Bien que n’émettant que de la vapeur d’eau comme résidus, la pile à hydrogène est aussi propre que la source qui permet de produire l’hydrogène. Selon l’Automotive Fuel Cell Cooperation, des études faisant l’analyse des émissions de gaz à effet de serre ( GES ) de la production du combustible jusqu’à sa consommation finale dans un véhicule ( du puit à la roue – Well-to-wheel ) auraient démontré qu’elles seraient 55% inférieures à celles d’une voiture à moteur à combustion interne à essence et de 40% inférieures à celles d’un véhicule hybride lorsque l’hydrogène est produite en utilisant du gaz naturel. Des chiffres avec lesquels le physicien Pierre Langlois est en désaccord.
Selon lui, le bilan d’émission de GES de la pile à combustible à hydrogène serait même pire que celui des voitures à essence conventionnelles. Il base son analyse sur les données contenues dans le graphique ci-bas, entre-autres, que l’on peut trouver dans le document intitulé “Well-to-Wheels Greenhouse Gas Emissions and Petroleum Use for Mid Size Light-Duty Vehicles“, produit par le Département de l’Énergie des États-Unis, en 2010.
Voici son analyse:
On peut y constater qu’une voiture intermédiaire à PAC dont l’hydrogène est produit à partir de gaz naturel émet 200 g CO2/mile, alors qu’une voiture hybride diesel en émet 220 g CO2/mile, et qu’une voiture hybride au gaz naturel (moteur thermique) n’en émet que 185 g CO2/mile. Cette dernière émet donc moins de CO2 qu’une voiture à PAC-H2.

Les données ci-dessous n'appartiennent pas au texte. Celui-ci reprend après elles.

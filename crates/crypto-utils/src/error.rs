use thiserror::Error;

/// Hashing, encoding, and randomness errors.
#[derive(Debug, Error, PartialEq, Eq)]
pub enum CryptoError {
    #[error("invalid encoding: {0}")]
    InvalidEncoding(String),

    #[error("checksum mismatch")]
    ChecksumMismatch,

    #[error("random source unavailable: {0}")]
    RandomSourceUnavailable(String),
}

Mais de toute façon, ce modèle ne tient pas compte des fuites de méthane ( NDLR: au niveau des puits lors de l’extraction du gaz naturel ainsi que du système de distribution par gazoduc ) beaucoup plus élevées (plus du double de ce qu’on supposait avant) qu’on a mesuré en 2012. Ce 4% à 9% de fuites devant être multiplié par 25 pour tenir compte du potentiel de réchauffement climatique du méthane vs celui du CO2 fait plus que doubler les émissions de 200 g CO2/mile des voitures à PAC-H2, ce qui entraine que ces voitures vont dépasser les émissions des voitures à essence d’aujourd’hui !!!

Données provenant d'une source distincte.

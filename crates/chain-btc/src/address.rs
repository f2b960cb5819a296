use crypto_utils::{base58check, hash::hash160};
use k256::PublicKey;
use tracing::debug;

use crate::error::BtcError;
use crate::network::BtcNetwork;

/// Decoded P2PKH payload length: 1 version byte + 20-byte hash160.
const P2PKH_PAYLOAD_LEN: usize = 21;

/// Derive a legacy P2PKH address from a SEC1-encoded secp256k1 public key.
///
/// Accepts the 65-byte uncompressed form (`0x04 || X || Y`) or the 33-byte
/// compressed form. The two forms of the same key hash to different
/// addresses; the bytes are hashed exactly as given.
///
/// Steps:
/// 1. SHA-256(pubkey)
/// 2. RIPEMD-160(sha256_result) -> 20-byte pubkey hash
/// 3. Prepend the network version byte
/// 4. Base58Check encode (4-byte SHA-256d checksum)
pub fn pubkey_to_p2pkh_address(pubkey: &[u8], network: BtcNetwork) -> Result<String, BtcError> {
    match (pubkey.len(), pubkey.first()) {
        (65, Some(0x04)) | (33, Some(0x02 | 0x03)) => {}
        (len, _) => {
            return Err(BtcError::InvalidPublicKey(format!(
                "expected 65-byte uncompressed or 33-byte compressed SEC1 key, got {len} bytes"
            )))
        }
    }

    PublicKey::from_sec1_bytes(pubkey).map_err(|_| {
        BtcError::InvalidPublicKey("point is not on the secp256k1 curve".into())
    })?;

    let mut payload = Vec::with_capacity(P2PKH_PAYLOAD_LEN);
    payload.push(network.p2pkh_version());
    payload.extend_from_slice(&hash160(pubkey));

    let address = base58check::encode(&payload);
    debug!(%network, %address, "derived p2pkh address");
    Ok(address)
}

/// Validate a P2PKH address string for the given network.
///
/// Returns `Ok(true)` for a well-formed address of `network`, `Ok(false)` for
/// a well-formed address of another network, and an error if the string is
/// not a Base58Check P2PKH address at all.
pub fn validate_address(address: &str, network: BtcNetwork) -> Result<bool, BtcError> {
    let payload = decode_p2pkh(address)?;
    Ok(payload[0] == network.p2pkh_version())
}

/// Extract the 20-byte pubkey hash from a P2PKH address.
pub fn address_to_pubkey_hash(address: &str) -> Result<[u8; 20], BtcError> {
    let payload = decode_p2pkh(address)?;
    let mut hash = [0u8; 20];
    hash.copy_from_slice(&payload[1..]);
    Ok(hash)
}

fn decode_p2pkh(address: &str) -> Result<Vec<u8>, BtcError> {
    let payload = base58check::decode(address)?;

    if payload.len() != P2PKH_PAYLOAD_LEN {
        return Err(BtcError::InvalidAddress(format!(
            "expected {P2PKH_PAYLOAD_LEN} bytes, got {}",
            payload.len()
        )));
    }

    let version = payload[0];
    if version != BtcNetwork::Mainnet.p2pkh_version()
        && version != BtcNetwork::Testnet.p2pkh_version()
    {
        return Err(BtcError::InvalidAddress(format!(
            "unknown P2PKH version byte 0x{version:02x}"
        )));
    }

    Ok(payload)
}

Passons maintenant à son commentaire à propos de la nouvelle concernant l’annonce de Volkswagen de ne pas désirer se lancer dans l’aventure des voitures alimentées par une pile à combustible.
Dans le cadre d’une entente nouée avec le physicien Pierre Langlois , Éco-Énergie à Montréal et Roulezelectrique ont obtenu le privilège de vous présenter le contenu intégral des infolettres qu’il publie sur une base régulière. Mentionnons que Pierre Langlois est consultant en mobilité durable, auteur et conférencier. Il est d’ailleurs l’auteur du livre Rouler Sans Pétrole, publié aux Éditions MultiMondes. On a pu l’apercevoir au petit écran dans des reportages consacrés aux hybrides rechargeables et aux batteries et voitures électriques, à l’émission Découverte, entre autres, où il a témoigné en tant qu’expert. Un gros merci à lui.
Voici:
Le président de Volkswagen dénonce l’hydrogène pour les voitures
Bonjour à tous
Récemment on a eu plusieurs annonces de différentes compagnies automobiles ou d’alliances de compagnies qui nous disent qu’elles ont l’intention de mettre en marché des voitures à piles à combustible (PAC) utilisant de l’hydrogène, à l’horizon 2015-2017.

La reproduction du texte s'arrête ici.